I joined 110 Members of Congress in writing to the President, urging him to include binding climate standards and a commitment to the Paris Climate Agreement in any renegotiated NAFTA deal. The current renegotiated NAFTA does not include the type of necessary binding climate standards that Members of Congress and environmental organizations have been asking for during the last two years of negotiations. To read a copy of the letter, click HERE.

Weekly Highlights

On Monday, Assemblymember Evan Low and I hosted a Senior Scam Stopper Seminar in Saratoga, and we were joined by experts from the California Society of Certified Public Accountants, Contractors State License Board, Saratoga Area Senior Coordinating Council, and Social Security Administration. We focused on warning signs and strategies to avoid malicious scams and fraud. You can watch this video to learn more.

In the Words of My Constituents

Every week hundreds of my constituents call and write to me to express their concerns, share their passions, and ask questions regarding legislation and policies. So far this year, over 90,000 constituents have contacted me, and this month, 6,295 constituents have weighed in. I actually read every communication and every constituent receives a personal response to their specific questions and comments. This week, 1,873 constituents contacted our office, including:

  • 126 constituents wrote to me in support of the Reducing Waste in National Parks Act

  • 120 constituents wrote to me with concerns about refugees from the Bahamas after Hurricane Dorian

  • 108 constituents wrote to me in support of impeachment

Anna’s Recommended Reading and Watching

 Frequently, I read articles or see videos that I think my constituents would benefit from. 

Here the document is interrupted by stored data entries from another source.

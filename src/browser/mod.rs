//! Host browser integration.
//!
//! # Submodules
//!
//! - [`dom`] - Live-document access used by the content script

pub mod dom;

pub use dom::{DomAccessor, DomElement, MockDomAccessor};
//! # Privacy Analyzer
//!
//! Local-first, heuristic privacy analysis of web pages.
//!
//! Privacy Analyzer inspects a page's HTML and inline scripts and reports the
//! signals a non-expert user cares about: scripts loaded from third-party
//! domains, dangerous dynamic-code execution (`eval` and friends), and use of
//! browser APIs commonly abused for fingerprinting, including live canvas
//! reads observed at runtime.
//!
//! ## Features
//!
//! - **Detection Engine**: Pure, deterministic classifiers and scanners
//! - **Page Analysis**: Works on fetched HTML or on a live document
//! - **Canvas Interception**: Decorator over live canvas capabilities plus the
//!   equivalent injectable page script
//! - **Extension Layer**: Typed runtime messages, per-tab report log, popup view
//! - **Reports**: JSON reports with derived summaries, filtering and export
//! - **Flexible Configuration**: TOML/JSON files, environment variables, CLI arguments
//!
//! ## Quick Start
//!
//! ```rust
//! use privacy_analyzer::analysis::PageAnalyzer;
//!
//! let html = r#"<script src="https://cdn.example.net/lib.js"></script>
//!               <script>eval("evil")</script>"#;
//!
//! let report = PageAnalyzer::new()
//!     .analyze_html("https://example.com/", html)
//!     .unwrap();
//!
//! assert_eq!(report.third_party_domains(), ["cdn.example.net"]);
//! assert_eq!(report.summary().total_eval_patterns, 1);
//! ```
//!
//! ## Module Overview
//!
//! - [`detection`]: Domain classification, pattern scanning, fingerprinting detection
//! - [`analysis`]: Page-level orchestration and category filtering
//! - [`report`]: Report schema, export shaping, filenames
//! - [`extension`]: Content script, background service, popup model
//! - [`browser`]: Live-document access
//! - [`fetch`]: Page fetching for the CLI
//! - [`config`]: Configuration loading and management
//!
//! ## Architecture
//!
//! ```text
//! ┌─────────────────────────────────────────────────────────────────┐
//! │                       Privacy Analyzer                          │
//! ├─────────────────────────────────────────────────────────────────┤
//! │     ┌─────────┐                          ┌───────────┐          │
//! │     │   CLI   │                          │ Extension │          │
//! │     │ (fetch) │                          │   layer   │          │
//! │     └────┬────┘                          └─────┬─────┘          │
//! │          └──────────────┬──────────────────────┘                │
//! │                  ┌──────┴──────┐     ┌──────────┐               │
//! │                  │  Analysis   │────▶│  Report  │               │
//! │                  └──────┬──────┘     └──────────┘               │
//! │                  ┌──────┴──────┐                                │
//! │                  │  Detection  │                                │
//! │                  └─────────────┘                                │
//! └─────────────────────────────────────────────────────────────────┘
//! ```
//!
//! ## Configuration
//!
//! Configuration follows a precedence chain:
//! 1. Default values
//! 2. Configuration file (TOML/JSON)
//! 3. Environment variables (`PRIVACY_ANALYZER_*`)
//! 4. CLI arguments
//!
//! See [`config::AnalyzerSettings`] for all available options.

/// Library version
pub const VERSION: &str = env!("CARGO_PKG_VERSION");

/// Library name
pub const NAME: &str = env!("CARGO_PKG_NAME");

/// Full version string with name
pub const FULL_VERSION: &str = concat!(env!("CARGO_PKG_NAME"), " v", env!("CARGO_PKG_VERSION"));

// ============================================================================
// Module Exports
// ============================================================================

/// Injectable time source.
pub mod clock;

/// The detection engine: domains, dangerous patterns, fingerprinting.
pub mod detection;

/// Page analysis orchestration and report filtering.
pub mod analysis;

/// Report schema, export shaping and filenames.
pub mod report;

/// Live-document access for in-browser analysis.
pub mod browser;

/// Extension contexts: content script, background service, popup.
pub mod extension;

/// HTTP page fetching for the command line.
pub mod fetch;

/// Configuration management for loading settings from files, env, and CLI.
pub mod config;

// ============================================================================
// Re-exports for Convenience
// ============================================================================

// Detection types
pub use detection::{
    CanvasApi, CanvasInterceptionEvent, CanvasMethod, DangerousPatternMatch, FingerprintSignal,
    InterceptedCanvasApi, InterceptionSettings,
};

// Analysis types
pub use analysis::{AnalysisError, Category, PageAnalyzer};

// Report types
pub use report::{AnalysisReport, BrowserInfo, ExportReport, ReportBuilder, Summary};

// Browser types
pub use browser::{DomAccessor, DomElement, MockDomAccessor};

// Extension types
pub use extension::{
    BackgroundService, ContentScript, ExtensionMessage, MessageChannel, MessageSender,
    TabReportStore,
};

// Fetch types
pub use fetch::{FetchError, PageFetcher};

// Config types
pub use config::{AnalyzerSettings, CliArgs, ConfigError};

// ============================================================================
// Prelude Module
// ============================================================================

/// Prelude module for convenient imports.
///
/// ```rust
/// use privacy_analyzer::prelude::*;
/// ```
pub mod prelude {
    pub use crate::analysis::{filter_report, parse_filters, Category, PageAnalyzer};
    pub use crate::config::{AnalyzerSettings, CliArgs};
    pub use crate::detection::{FingerprintSignal, InterceptionSettings};
    pub use crate::extension::{BackgroundService, ContentScript, MessageChannel};
    pub use crate::report::{AnalysisReport, ReportBuilder};
    pub use crate::{FULL_VERSION, NAME, VERSION};
}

New York Times Opinion (9/13/2019) – “Blessed Are the Refugees

Brett Stephens’ column is a powerful read.

Washington Post Op-Ed (9/19/2019) – “Trump and McConnell, watch this ad. Then do something about gun violence.

Jonathan Capehart brings attention to Sandy Hook Promise’s harrowing video that calls for action on gun reform as students return to school. This video is worth watching because we owe it to our children to deliver on background checks and gun safety.